YOUR OBJECTIVE –
What appears from the first line of the records below through the line containing "Internal server error." must be reproduced verbatim.

Records contained in a dataset –
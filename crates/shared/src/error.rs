//! Application-wide error types.
//!
//! Workflow rule violations live in `procura_core::WorkflowError`; this type
//! covers infrastructure concerns (configuration, auth tokens, transports)
//! and is what the HTTP layer falls back to when no richer error exists.

use thiserror::Error;

use crate::email::EmailError;
use crate::jwt::JwtError;

/// Result type alias using `AppError`.
pub type AppResult<T> = Result<T, AppError>;

/// Application error types.
#[derive(Debug, Error)]
pub enum AppError {
    /// Configuration could not be loaded or is inconsistent.
    #[error("Configuration error: {0}")]
    Config(String),

    /// Authentication failed (missing, expired or malformed token).
    #[error("Authentication failed: {0}")]
    Unauthorized(String),

    /// Authenticated, but the actor may not perform the action.
    #[error("Access denied: {0}")]
    Forbidden(String),

    /// Resource not found.
    #[error("Not found: {0}")]
    NotFound(String),

    /// Malformed input.
    #[error("Validation error: {0}")]
    Validation(String),

    /// Conflict (e.g., duplicate entry or concurrent update).
    #[error("Conflict: {0}")]
    Conflict(String),

    /// Database error.
    #[error("Database error: {0}")]
    Database(String),

    /// External service error (SMTP, notification service, broadcast).
    #[error("External service error: {0}")]
    ExternalService(String),

    /// Internal server error.
    #[error("Internal error: {0}")]
    Internal(String),
}

impl AppError {
    /// Returns the HTTP status code for this error.
    #[must_use]
    pub const fn status_code(&self) -> u16 {
        match self {
            Self::Unauthorized(_) => 401,
            Self::Forbidden(_) => 403,
            Self::NotFound(_) => 404,
            Self::Validation(_) => 400,
            Self::Conflict(_) => 409,
            Self::Config(_) | Self::Database(_) | Self::ExternalService(_) | Self::Internal(_) => {
                500
            }
        }
    }

    /// Returns the error code for API responses.
    #[must_use]
    pub const fn error_code(&self) -> &'static str {
        match self {
            Self::Config(_) => "CONFIG_ERROR",
            Self::Unauthorized(_) => "UNAUTHORIZED",
            Self::Forbidden(_) => "FORBIDDEN",
            Self::NotFound(_) => "NOT_FOUND",
            Self::Validation(_) => "VALIDATION_ERROR",
            Self::Conflict(_) => "CONFLICT",
            Self::Database(_) => "DATABASE_ERROR",
            Self::ExternalService(_) => "EXTERNAL_SERVICE_ERROR",
            Self::Internal(_) => "INTERNAL_ERROR",
        }
    }

    /// Whether the message is safe to show to API clients verbatim.
    #[must_use]
    pub const fn is_client_error(&self) -> bool {
        self.status_code() < 500
    }
}

impl From<config::ConfigError> for AppError {
    fn from(err: config::ConfigError) -> Self {
        Self::Config(err.to_string())
    }
}

impl From<JwtError> for AppError {
    fn from(err: JwtError) -> Self {
        match err {
            JwtError::Expired => Self::Unauthorized("token has expired".to_string()),
            JwtError::EncodingError(msg) => Self::Internal(msg),
            JwtError::DecodingError(_) | JwtError::Invalid => {
                Self::Unauthorized("invalid or malformed token".to_string())
            }
        }
    }
}

impl From<EmailError> for AppError {
    fn from(err: EmailError) -> Self {
        Self::ExternalService(err.to_string())
    }
}

#[cfg(test)]
mod tests {
    use super::*;
    use rstest::rstest;

    #[rstest]
    #[case(AppError::Config(String::new()), 500, "CONFIG_ERROR")]
    #[case(AppError::Unauthorized(String::new()), 401, "UNAUTHORIZED")]
    #[case(AppError::Forbidden(String::new()), 403, "FORBIDDEN")]
    #[case(AppError::NotFound(String::new()), 404, "NOT_FOUND")]
    #[case(AppError::Validation(String::new()), 400, "VALIDATION_ERROR")]
    #[case(AppError::Conflict(String::new()), 409, "CONFLICT")]
    #[case(AppError::Database(String::new()), 500, "DATABASE_ERROR")]
    #[case(AppError::ExternalService(String::new()), 500, "EXTERNAL_SERVICE_ERROR")]
    #[case(AppError::Internal(String::new()), 500, "INTERNAL_ERROR")]
    fn test_status_and_code(#[case] err: AppError, #[case] status: u16, #[case] code: &str) {
        assert_eq!(err.status_code(), status);
        assert_eq!(err.error_code(), code);
    }

    #[test]
    fn test_client_error_flag() {
        assert!(AppError::Conflict("dup".into()).is_client_error());
        assert!(!AppError::Database("down".into()).is_client_error());
    }

    #[test]
    fn test_expired_jwt_maps_to_unauthorized() {
        let err: AppError = JwtError::Expired.into();
        assert_eq!(err.status_code(), 401);
        assert!(err.to_string().contains("expired"));
    }

    #[test]
    fn test_malformed_jwt_maps_to_unauthorized() {
        let err: AppError = JwtError::DecodingError("bad segment".into()).into();
        assert_eq!(err.error_code(), "UNAUTHORIZED");
        assert!(!err.to_string().contains("bad segment"));
    }

    #[test]
    fn test_email_error_maps_to_external_service() {
        let err: AppError = EmailError::SendError("smtp down".into()).into();
        assert_eq!(err.error_code(), "EXTERNAL_SERVICE_ERROR");
        assert_eq!(err.to_string(), "External service error: Failed to send email: smtp down");
    }
}
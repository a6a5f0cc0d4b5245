//! Demo data seeder for Procura development and testing.
//!
//! Seeds a buyer and two supplier companies with contacts, an RFQ open for
//! bidding, and prints access tokens for each demo user.
//!
//! Usage: cargo run --bin seeder

use std::sync::Arc;

use anyhow::Context;
use chrono::{Duration, Utc};
use rust_decimal_macros::dec;
use sea_orm::{ActiveValue::Set, ColumnTrait, DatabaseConnection, EntityTrait, QueryFilter};
use serde_json::{Value, json};
use uuid::{Uuid, uuid};

use procura_core::machine::Actor;
use procura_core::notify::EventDispatcher;
use procura_core::policy::WorkflowPolicy;
use procura_core::rfq::{RfqInput, RfqItemInput};
use procura_core::{ProcurementService, TransitionRequest};
use procura_db::PgStore;
use procura_db::entities::{company_contacts, rfqs};
use procura_shared::{AppConfig, JwtConfig, JwtService};

const BUYER_COMPANY: Uuid = uuid!("00000000-0000-0000-0000-0000000000b1");
const BUYER_USER: Uuid = uuid!("00000000-0000-0000-0000-0000000000b2");
const SUPPLIER_COMPANIES: [(Uuid, Uuid, &str); 2] = [
    (
        uuid!("00000000-0000-0000-0000-0000000000c1"),
        uuid!("00000000-0000-0000-0000-0000000000c2"),
        "sales@northwind.test",
    ),
    (
        uuid!("00000000-0000-0000-0000-0000000000d1"),
        uuid!("00000000-0000-0000-0000-0000000000d2"),
        "bids@contoso.test",
    ),
];

#[tokio::main]
async fn main() -> anyhow::Result<()> {
    dotenvy::dotenv().ok();

    let config = AppConfig::load().context("failed to load configuration")?;

    println!("Connecting to database...");
    let db = procura_db::connect(&config.database.url).await?;

    println!("Seeding company contacts...");
    seed_contact(&db, BUYER_COMPANY, BUYER_USER, "procurement@acme.test").await?;
    for (company, user, email) in SUPPLIER_COMPANIES {
        seed_contact(&db, company, user, email).await?;
    }

    println!("Seeding demo RFQ...");
    seed_rfq(db, &config).await?;

    let jwt = JwtService::new(JwtConfig {
        secret: config.jwt.secret.clone(),
        access_token_expires_minutes: 24 * 60,
    });
    println!("Demo tokens (valid 24h):");
    println!(
        "  buyer     {}",
        jwt.generate_access_token(BUYER_USER, Some(BUYER_COMPANY), "buyer")?
    );
    for (company, user, email) in SUPPLIER_COMPANIES {
        println!(
            "  supplier  {email}  {}",
            jwt.generate_access_token(user, Some(company), "supplier")?
        );
    }

    println!("Seeding complete!");
    Ok(())
}

async fn seed_contact(
    db: &DatabaseConnection,
    company_id: Uuid,
    user_id: Uuid,
    email: &str,
) -> anyhow::Result<()> {
    let existing = company_contacts::Entity::find()
        .filter(company_contacts::Column::UserId.eq(user_id))
        .one(db)
        .await?;
    if existing.is_some() {
        println!("  {email} already exists, skipping...");
        return Ok(());
    }

    company_contacts::Entity::insert(company_contacts::ActiveModel {
        id: Set(Uuid::new_v4()),
        company_id: Set(company_id),
        user_id: Set(Some(user_id)),
        email: Set(email.to_string()),
        full_name: Set(None),
        created_at: Set(Utc::now().into()),
    })
    .exec_without_returning(db)
    .await?;
    println!("  Created {email}");
    Ok(())
}

async fn seed_rfq(db: DatabaseConnection, config: &AppConfig) -> anyhow::Result<()> {
    let existing = rfqs::Entity::find()
        .filter(rfqs::Column::CompanyId.eq(BUYER_COMPANY))
        .one(&db)
        .await?;
    if let Some(rfq) = existing {
        println!("  {} already exists, skipping...", rfq.reference_number);
        return Ok(());
    }

    let service = ProcurementService::new(
        Arc::new(PgStore::new(db)),
        EventDispatcher::disabled(),
        WorkflowPolicy::from(&config.workflow),
    );
    let buyer = Actor::buyer(BUYER_USER, BUYER_COMPANY);

    let input = RfqInput {
        title: "Office chairs for the Lisbon site".to_string(),
        description: Some("Ergonomic task chairs, delivery to the ground floor.".to_string()),
        bid_deadline: Some(Utc::now() + Duration::days(10)),
        delivery_date: Some(Utc::now() + Duration::days(45)),
        items: vec![
            RfqItemInput {
                name: "Task chair".to_string(),
                description: Some("Adjustable lumbar support".to_string()),
                quantity: dec!(120),
                unit: "pcs".to_string(),
                specifications: Some(json!({ "warranty_years": 5 })),
            },
            RfqItemInput {
                name: "Chair mat".to_string(),
                description: None,
                quantity: dec!(120),
                unit: "pcs".to_string(),
                specifications: None,
            },
        ],
        invited_suppliers: SUPPLIER_COMPANIES.iter().map(|(company, _, _)| *company).collect(),
    };
    let rfq = service.create_rfq(input, &buyer).await?.entity;
    for target in ["published", "bidding_open"] {
        service
            .transition_rfq(rfq.id, TransitionRequest::to(target, Value::Null), &buyer)
            .await?;
    }
    println!("  Created {} and opened bidding", rfq.reference_number);
    Ok(())
}
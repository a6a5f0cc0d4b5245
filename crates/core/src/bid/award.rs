//! Coupled award of a bid and its RFQ.
//!
//! Awarding is reachable from both sides (an RFQ moving to `awarded`, or a
//! bid moving to `awarded`). Both paths end here so the RFQ, the winning bid
//! and every competing bid change together.

use chrono::{DateTime, Utc};
use serde_json::Value;

use super::types::{Bid, BidStatus};
use crate::error::WorkflowError;
use crate::events::{DomainEvent, Recipient, StatusChanged};
use crate::machine::{Actor, StatusMachine, Transition};
use crate::rfq::{Rfq, RfqStatus};

/// Reason recorded on bids that lost an award.
pub const COMPETITOR_REJECTION_REASON: &str = "Another bid was awarded for this RFQ";

/// Everything that changes when a bid wins.
#[derive(Debug, Clone)]
pub struct AwardSettlement {
    /// RFQ after the award.
    pub rfq: Rfq,
    /// RFQ status change, for history.
    pub rfq_transition: Transition<RfqStatus>,
    /// Winning bid after the award.
    pub winner: Bid,
    /// Bid status change.
    pub winner_transition: Transition<BidStatus>,
    /// Competing bids moved to `rejected`.
    pub rejected: Vec<Bid>,
    /// Notifications to send after commit.
    pub events: Vec<DomainEvent>,
}

impl AwardSettlement {
    /// Every bid that changed, winner first.
    #[must_use]
    pub fn changed_bids(&self) -> Vec<Bid> {
        std::iter::once(self.winner.clone())
            .chain(self.rejected.iter().cloned())
            .collect()
    }
}

/// Supplier companies holding a non-draft bid, deduplicated.
pub(crate) fn bidder_recipients(bids: &[Bid]) -> Vec<Recipient> {
    let mut recipients = Vec::new();
    for bid in bids.iter().filter(|b| b.status != BidStatus::Draft) {
        let recipient = Recipient::Company(bid.supplier_company_id);
        if !recipients.contains(&recipient) {
            recipients.push(recipient);
        }
    }
    recipients
}

/// Awards `winner` on `rfq` and rejects the other awardable bids.
///
/// `bids` is every bid on the RFQ; the winner may or may not be among them.
/// The caller has already checked that `actor` owns the RFQ.
///
/// # Errors
///
/// - `PreconditionFailed` if the RFQ is not awaiting an award, or the bid was
///   never submitted.
/// - `InvalidTransition` if the bid is not `submitted` or `under_review`.
pub fn settle_award(
    rfq: &Rfq,
    winner: &Bid,
    bids: &[Bid],
    actor: &Actor,
    metadata: &Value,
    now: DateTime<Utc>,
) -> Result<AwardSettlement, WorkflowError> {
    if winner.rfq_id != rfq.id {
        return Err(WorkflowError::precondition(format!(
            "bid {} does not belong to RFQ {}",
            winner.bid_number, rfq.reference_number
        )));
    }
    if !rfq.status.is_awardable() {
        return Err(WorkflowError::precondition(format!(
            "RFQ {} is {} and cannot be awarded",
            rfq.reference_number, rfq.status
        )));
    }
    if winner.submitted_at.is_none() {
        return Err(WorkflowError::precondition(format!(
            "bid {} was never submitted",
            winner.bid_number
        )));
    }

    let winner_transition = StatusMachine::transition(
        winner.status,
        BidStatus::Awarded,
        actor,
        metadata.clone(),
        now,
    )?;

    let mut rfq_metadata = match metadata {
        Value::Object(map) => map.clone(),
        _ => serde_json::Map::new(),
    };
    rfq_metadata.insert(
        "awarded_supplier_id".to_string(),
        Value::String(winner.supplier_company_id.to_string()),
    );
    rfq_metadata.insert(
        "awarded_bid_id".to_string(),
        Value::String(winner.id.to_string()),
    );
    let rfq_transition = StatusMachine::transition(
        rfq.status,
        RfqStatus::Awarded,
        actor,
        Value::Object(rfq_metadata),
        now,
    )?;

    let mut awarded_rfq = rfq.clone();
    awarded_rfq.status = RfqStatus::Awarded;
    awarded_rfq.awarded_supplier_id = Some(winner.supplier_company_id);
    awarded_rfq.awarded_bid_id = Some(winner.id);
    awarded_rfq.awarded_at = Some(now);
    awarded_rfq.updated_at = now;

    let mut awarded_bid = winner.clone();
    awarded_bid.status = BidStatus::Awarded;
    awarded_bid.awarded_at = Some(now);
    awarded_bid.updated_at = now;

    let mut events = Vec::new();
    let mut rejected = Vec::new();
    for competitor in bids
        .iter()
        .filter(|b| b.id != winner.id && b.status.is_awardable())
    {
        let transition = Transition {
            from: competitor.status,
            to: BidStatus::Rejected,
            actor_id: actor.user_id,
            at: now,
            metadata: serde_json::json!({ "reason": COMPETITOR_REJECTION_REASON }),
            forced: false,
        };
        events.push(DomainEvent::StatusChanged(StatusChanged::from_transition(
            &transition,
            competitor.id,
            &competitor.bid_number,
            vec![Recipient::Company(competitor.supplier_company_id)],
        )));

        let mut lost = competitor.clone();
        lost.status = BidStatus::Rejected;
        lost.rejection_reason = Some(COMPETITOR_REJECTION_REASON.to_string());
        lost.updated_at = now;
        rejected.push(lost);
    }

    events.insert(
        0,
        DomainEvent::StatusChanged(StatusChanged::from_transition(
            &winner_transition,
            awarded_bid.id,
            &awarded_bid.bid_number,
            vec![Recipient::Company(awarded_bid.supplier_company_id)],
        )),
    );
    events.insert(
        0,
        DomainEvent::StatusChanged(StatusChanged::from_transition(
            &rfq_transition,
            awarded_rfq.id,
            &awarded_rfq.reference_number,
            Vec::new(),
        )),
    );

    Ok(AwardSettlement {
        rfq: awarded_rfq,
        rfq_transition,
        winner: awarded_bid,
        winner_transition,
        rejected,
        events,
    })
}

ANSWER TO THE EXERCISE –
filename crates/shared/src/error.rs
//! Application-wide error types.
//!
//! Workflow rule violations live in `procura_core::WorkflowError`; this type
//! covers infrastructure concerns (configuration, auth tokens, transports)
//! and is what the HTTP layer falls back to when no richer error exists.

use thiserror::Error;

use crate::email::EmailError;
use crate::jwt::JwtError;

/// Result type alias using `AppError`.
pub type AppResult<T> = Result<T, AppError>;

/// Application error types.
#[derive(Debug, Error)]
pub enum AppError {
    /// Configuration could not be loaded or is inconsistent.
    #[error("Configuration error: {0}")]
    Config(String),

    /// Authentication failed (missing, expired or malformed token).
    #[error("Authentication failed: {0}")]
    Unauthorized(String),

    /// Authenticated, but the actor may not perform the action.
    #[error("Access denied: {0}")]
    Forbidden(String),

    /// Resource not found.
    #[error("Not found: {0}")]
    NotFound(String),

    /// Malformed input.
    #[error("Validation error: {0}")]
    Validation(String),

    /// Conflict (e.g., duplicate entry or concurrent update).
    #[error("Conflict: {0}")]
    Conflict(String),

    /// Database error.
    #[error("Database error: {0}")]
    Database(String),

    /// External service error (SMTP, notification service, broadcast).
    #[error("External service error: {0}")]
    ExternalService(String),

    /// Internal server error.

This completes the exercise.